O sole mio
Katharina Herb im Aschaffenburger Hofgarten
kulturseite des Main-Echo von Anneliese Euler vom 28.11.05

"O sole mio": Die Zugabe war der Knüller des Abends. Und Wolfgang natürlich. Wolfgang, den sich Katharina Herb aus dem Publikum auf die Bühne des Aschaffenburger Hofgarten-Kabaretts holte. Beim Jodeldreher lupfte er ihren Rock, was "Kittelschlagen" heisst, und bei der Sado-Maso-Arie der Zerlina aus dem "Don Giovanni" ("Schlag doch, schlag doch") betätigte er den hübschen schwarzen Peitschenwedel wie ein zärtliches erotisches Gerät zum Abstauben der wohlgeformten Sängerin.

Diese hatt ein originelles Programm zusammen gestellt, redet frei von der Leber weg und entfaltet eine gewaltige Stimme zum Halbplayback. Sie könne auch ohne Mikro, sagt die ausgebildete Opernsängerin mit dem rassigen Garconneschnitt und lässt einen markerschütternden Schrei los. Ihren Stimmbändern, die technisch "Stimmlappen" heissen, wie sie uns aufklärt, konnte das nichts anhaben. Das bewiesen ihre gekonnten Gesangseinlagen, die sie auf ihre erotischen Bedürfnisse umgetextet hat. Schliesslich heisst ihr Programm "Orgien in Arien". Denn die Oper, ist "herrlich", ist "sinnlich", was sie in virtuoser Frivolität mit der "Barkarole", mit der "Registerarie", mit Carmen, Manon Lescaut und "Turandot" belegt. Zwischendurch wünscht sie sich einen Hermaphroditen zur Liebesnacht, verwandelt ihr rotschillerndes Plastikkleid von grosser Robe zum Jodlerdirndl, hört irren Blickes auf den Text, dreht triumphierend auf und schraubt ihre Stimme so gewaltig hoch, dass die Trommelfelle zittern. Aber: "Aschaffenburg, was ist los?" - "Aufmerksam? Gut, dann missverstehe ich die Stille!"

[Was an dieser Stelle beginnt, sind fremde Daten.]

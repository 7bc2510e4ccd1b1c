//! DNS-over-HTTPS, JSON API flavour.
//!
//! ```text
//! GET /resolve?name=example.com.&type=A&edns_client_subnet=203.0.113.7%2F24 HTTP/2
//! Host: dns.google.com
//! Accept: application/dns-json
//! ```
//!
//! The TCP connection always goes to the pre-resolved upstream address; the
//! logical host still drives SNI, certificate validation and `Host`.

use async_trait::async_trait;
use bytes::Bytes;
use dohgate_application::ports::UpstreamClient;
use dohgate_domain::config::UpstreamConfig;
use dohgate_domain::{DomainError, UpstreamRequest};
use std::net::{IpAddr, SocketAddr};
use std::time::Duration;
use tracing::debug;

const DNS_JSON_CONTENT_TYPE: &str = "application/dns-json";

pub struct DohJsonClient {
    client: reqwest::Client,
    url: String,
    host: String,
}

impl DohJsonClient {
    pub fn new(config: &UpstreamConfig, upstream_ip: IpAddr) -> Result<Self, DomainError> {
        let pinned = SocketAddr::new(upstream_ip, config.port);

        let client = reqwest::Client::builder()
            .use_rustls_tls()
            .resolve(&config.host, pinned)
            .timeout(Duration::from_secs(config.query_timeout))
            .pool_max_idle_per_host(config.max_concurrent)
            .build()
            .map_err(|e| DomainError::IoError(format!("Failed to build HTTPS client: {}", e)))?;

        debug!(host = %config.host, pinned = %pinned, "DoH client pinned to upstream address");

        Ok(Self::with_client(client, config.endpoint_url(), config.host.clone()))
    }

    /// Wraps an already configured client; `url` is the full endpoint URL.
    pub fn with_client(client: reqwest::Client, url: String, host: String) -> Self {
        Self { client, url, host }
    }

    pub fn url(&self) -> &str {
        &self.url
    }

    fn map_send_error(&self, e: reqwest::Error) -> DomainError {
        if e.is_timeout() {
            DomainError::UpstreamTimeout {
                server: self.host.clone(),
            }
        } else {
            DomainError::UpstreamUnavailable(format!("DoH request to {} failed: {}", self.host, e))
        }
    }
}

#[async_trait]
impl UpstreamClient for DohJsonClient {
    async fn fetch(&self, request: &UpstreamRequest) -> Result<Bytes, DomainError> {
        debug!(
            url = %self.url,
            domain = %request.name,
            record_type = %request.record_type,
            subnet = %request.edns_client_subnet,
            "Sending DoH JSON query"
        );

        let response = self
            .client
            .get(&self.url)
            .query(&request.query_params())
            .header("Accept", DNS_JSON_CONTENT_TYPE)
            .send()
            .await
            .map_err(|e| self.map_send_error(e))?;

        let status = response.status();
        if !status.is_success() {
            return Err(DomainError::UpstreamUnavailable(format!(
                "DoH server {} returned HTTP {}: {}",
                self.host,
                status.as_u16(),
                status.canonical_reason().unwrap_or("Unknown")
            )));
        }

        let body = response.bytes().await.map_err(|e| self.map_send_error(e))?;

        debug!(url = %self.url, response_len = body.len(), "DoH response received");

        Ok(body)
    }

    fn server_name(&self) -> &str {
        &self.host
    }
}
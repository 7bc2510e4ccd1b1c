//! UDP payload ↔ `Query` / reply bytes, on top of `hickory-proto`.

use super::rdata::{parse_name, to_hickory_record};
use dohgate_domain::{DomainError, Query, UpstreamResponse};
use hickory_proto::op::{Message, MessageType, OpCode, Query as WireQuery, ResponseCode};
use hickory_proto::rr::{DNSClass, RecordType as WireRecordType};
use std::net::SocketAddr;

/// Largest RCODE the 4-bit header field can carry without an OPT record.
const MAX_HEADER_RCODE: u16 = 0x0F;

pub struct WireCodec;

impl WireCodec {
    /// Decodes one datagram. Only standard queries with at least one
    /// question are accepted; extra questions are ignored.
    pub fn parse(bytes: &[u8], client: SocketAddr) -> Result<Query, DomainError> {
        let message = Message::from_vec(bytes)
            .map_err(|e| DomainError::MalformedQuery(format!("Failed to decode: {}", e)))?;

        if message.message_type() != MessageType::Query {
            return Err(DomainError::MalformedQuery(
                "Message is a response".to_string(),
            ));
        }

        if message.op_code() != OpCode::Query {
            return Err(DomainError::MalformedQuery(format!(
                "Unsupported opcode {:?}",
                message.op_code()
            )));
        }

        let question = message
            .queries()
            .first()
            .ok_or_else(|| DomainError::MalformedQuery("No question section".to_string()))?;

        Ok(Query::new(
            message.id(),
            question.name().to_ascii(),
            u16::from(question.query_type()),
            client,
        )
        .with_class(u16::from(question.query_class()))
        .with_recursion_desired(message.recursion_desired()))
    }

    /// Encodes the reply to `query`: header and question echoed, RCODE taken
    /// from the upstream status. Extended statuses have no header encoding
    /// and are rejected.
    pub fn serialize(query: &Query, response: &UpstreamResponse) -> Result<Vec<u8>, DomainError> {
        if response.status > MAX_HEADER_RCODE {
            return Err(DomainError::UpstreamProtocolError(format!(
                "Status {} does not fit the header RCODE",
                response.status
            )));
        }

        let mut message = Message::new();
        message
            .set_id(query.id)
            .set_message_type(MessageType::Response)
            .set_op_code(OpCode::Query)
            .set_recursion_desired(query.recursion_desired)
            .set_recursion_available(true);

        let rcode: ResponseCode = response.status.into();
        message.set_response_code(rcode);
        message.add_query(Self::question(query)?);

        for record in &response.answers {
            message.add_answer(to_hickory_record(record)?);
        }
        for record in &response.authorities {
            message.add_name_server(to_hickory_record(record)?);
        }

        message
            .to_vec()
            .map_err(|e| DomainError::EncodeError(e.to_string()))
    }

    /// Standard recursive query with a single question of class IN.
    pub fn build_query(name: &str, qtype: u16, id: u16) -> Result<Vec<u8>, DomainError> {
        let question = WireQuery::query(parse_name(name)?, WireRecordType::from(qtype));

        let mut message = Message::new();
        message
            .set_id(id)
            .set_message_type(MessageType::Query)
            .set_op_code(OpCode::Query)
            .set_recursion_desired(true)
            .add_query(question);

        message
            .to_vec()
            .map_err(|e| DomainError::EncodeError(e.to_string()))
    }

    fn question(query: &Query) -> Result<WireQuery, DomainError> {
        let mut question = WireQuery::query(
            parse_name(&query.name)?,
            WireRecordType::from(query.qtype),
        );
        question.set_query_class(DNSClass::from(query.qclass));
        Ok(question)
    }
}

Sie hat es nicht missverstanden. Der Ansatz von Katharina Herb ist prächtig, die Ausführung professionell, doch der lebendige Funke, der wollte erst ganz zum Schluss bei "La Wally" und bei der Zugabe, bei "O sole mio" überspringen. Da hatte sie das Publikum im Sack. Aber da war Schluss.